Планер выполнил четвертый разворот, скользнув на крыло, приземлился и посадочной лыжей длинно погладил траву. Около посадочного «Т» покачался, положил на полотнище знака левое крыло. Летчики одобрительно загудели.

– Курсанты лейтенанта Дулатова, пять шагов вперед – арш! – скомандовал Бурков. – Кру-гом! Стойте и ни шагу к планеру! Пусть новоявленный ас тащит его в одиночку. Разрешаю поддержать только крыло. Кто?

Бросилась вся группа.

– Отставить!.. Назад! Все на-а-зад!

Но к планеру мчался Борис Романовский.

– Двое суток ареста этому спринтеру за глухоту! – отрубил Бурков.

Борис подбежал к планеру и не схватился за конец крыла, а подпер плечами подкосную штангу. Из кабины вылез Владимир Донсков, встал под другое крыло. Они поднатужились, сдвинули планер, медленно потащили его к старту.

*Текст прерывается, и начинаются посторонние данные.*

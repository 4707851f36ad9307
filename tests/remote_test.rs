use attendance_tracker::remote::RemoteClient;
use wiremock::matchers::{body_json, method, query_param};
use wiremock::{Mock, MockServer, ResponseTemplate};

#[tokio::test]
async fn test_get_records_accepts_script_field_names() {
    let mock_server = MockServer::start().await;

    Mock::given(method("GET"))
        .and(query_param("action", "getRecords"))
        .respond_with(ResponseTemplate::new(200).set_body_json(serde_json::json!({
            "success": true,
            "records": [
                {
                    "id": "evt-1",
                    "eventId": "evt-1",
                    "date": "2026/10/17",
                    "title": "Support",
                    "checkinTime": "09:00",
                    "checkoutTime": "17:30"
                },
                {
                    "id": "evt-2",
                    "eventId": "evt-2",
                    "date": "2026/10/18",
                    "title": "Support",
                    "checkinTime": "09:15",
                    "checkoutTime": null
                }
            ]
        })))
        .mount(&mock_server)
        .await;

    let uri = mock_server.uri();
    let records = tokio::task::spawn_blocking(move || RemoteClient::new(&uri).get_records())
        .await
        .unwrap()
        .unwrap();

    assert_eq!(records.len(), 2);
    let first = records[0].clone().into_record().unwrap();
    assert_eq!(first.working_hours, 8.5);
    assert!(records[1].clock_out_time.is_none());
}

#[tokio::test]
async fn test_get_records_without_success_flag() {
    let mock_server = MockServer::start().await;

    Mock::given(method("GET"))
        .and(query_param("action", "getRecords"))
        .respond_with(ResponseTemplate::new(200).set_body_json(serde_json::json!({
            "records": [{
                "id": "evt-9",
                "date": "2026/10/18",
                "title": "Support",
                "clockInTime": "13:00",
                "clockOutTime": "15:00"
            }]
        })))
        .mount(&mock_server)
        .await;

    let uri = mock_server.uri();
    let records = tokio::task::spawn_blocking(move || RemoteClient::new(&uri).get_records())
        .await
        .unwrap()
        .unwrap();

    assert_eq!(records.len(), 1);
    assert_eq!(records[0].id, "evt-9");
    assert_eq!(records[0].clone().into_record().unwrap().working_hours, 2.0);
}

#[tokio::test]
async fn test_get_records_http_error() {
    let mock_server = MockServer::start().await;

    Mock::given(method("GET"))
        .respond_with(ResponseTemplate::new(500))
        .mount(&mock_server)
        .await;

    let uri = mock_server.uri();
    let result = tokio::task::spawn_blocking(move || RemoteClient::new(&uri).get_records())
        .await
        .unwrap();

    assert!(result.is_err());
}

#[tokio::test]
async fn test_get_records_script_failure() {
    let mock_server = MockServer::start().await;

    Mock::given(method("GET"))
        .respond_with(ResponseTemplate::new(200).set_body_json(serde_json::json!({
            "success": false,
            "message": "calendar not found"
        })))
        .mount(&mock_server)
        .await;

    let uri = mock_server.uri();
    let err = tokio::task::spawn_blocking(move || RemoteClient::new(&uri).get_records())
        .await
        .unwrap()
        .unwrap_err();

    assert!(err.to_string().contains("calendar not found"));
}

#[tokio::test]
async fn test_check_in_posts_action() {
    let mock_server = MockServer::start().await;

    Mock::given(method("POST"))
        .and(body_json(serde_json::json!({
            "action": "checkIn",
            "title": "Inventory"
        })))
        .respond_with(ResponseTemplate::new(200).set_body_json(serde_json::json!({
            "success": true,
            "record": {
                "id": "evt-9",
                "eventId": "evt-9",
                "date": "2026/10/18",
                "title": "Inventory",
                "checkinTime": "09:00",
                "checkoutTime": null
            }
        })))
        .expect(1)
        .mount(&mock_server)
        .await;

    let uri = mock_server.uri();
    let record = tokio::task::spawn_blocking(move || RemoteClient::new(&uri).check_in("Inventory"))
        .await
        .unwrap()
        .unwrap()
        .unwrap();

    assert_eq!(record.event_id.as_deref(), Some("evt-9"));
}

#[tokio::test]
async fn test_check_out_reports_script_result() {
    let mock_server = MockServer::start().await;

    Mock::given(method("POST"))
        .and(body_json(serde_json::json!({
            "action": "checkOut",
            "title": "Inventory",
            "checkoutTime": "18:00",
            "eventId": "evt-9"
        })))
        .respond_with(ResponseTemplate::new(200).set_body_json(serde_json::json!({
            "success": true
        })))
        .mount(&mock_server)
        .await;

    Mock::given(method("POST"))
        .and(body_json(serde_json::json!({
            "action": "checkOut",
            "title": "Inventory",
            "checkoutTime": "18:00",
            "eventId": "gone"
        })))
        .respond_with(ResponseTemplate::new(200).set_body_json(serde_json::json!({
            "success": false,
            "message": "no matching check-in"
        })))
        .mount(&mock_server)
        .await;

    let uri = mock_server.uri();
    let (ok, missing) = tokio::task::spawn_blocking(move || {
        let client = RemoteClient::new(&uri);
        (
            client.check_out("Inventory", "18:00", "evt-9").unwrap(),
            client.check_out("Inventory", "18:00", "gone").unwrap(),
        )
    })
    .await
    .unwrap();

    assert!(ok);
    assert!(!missing);
}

– Все видели! Боцман лейтенанту шепнул! – пропыхтел Романовский. – Вечером счищу ему ракушки с киля!

– Думаешь, можно было скрыть? Чепуха! Ну как, Боря?

– Ты знаешь, у меня аж дух сперло! Сам-то трухнул хоть капельку?

– Если б капельку, до сих пор коленки танцуют.

– Сейчас «Буряк» включит ревун и будет драить тебя, как медяшку! Ну, взяли, еще раз взяли, са-ама пошла!

Они подтащили планер, и Донсков подошел к Буркову с докладом, но тот махнул рукой и указал пальцем место перед строем.

– Надо ли объяснять, товарищи курсанты, в чем нарушил летную дисциплину курсант Донсков?.. По вашему молчанию вижу – не надо. Это уже хорошо… Курсант Кроткий!

– Я!

– Снять с нарушителя летное обмундирование, ремень и обмотки.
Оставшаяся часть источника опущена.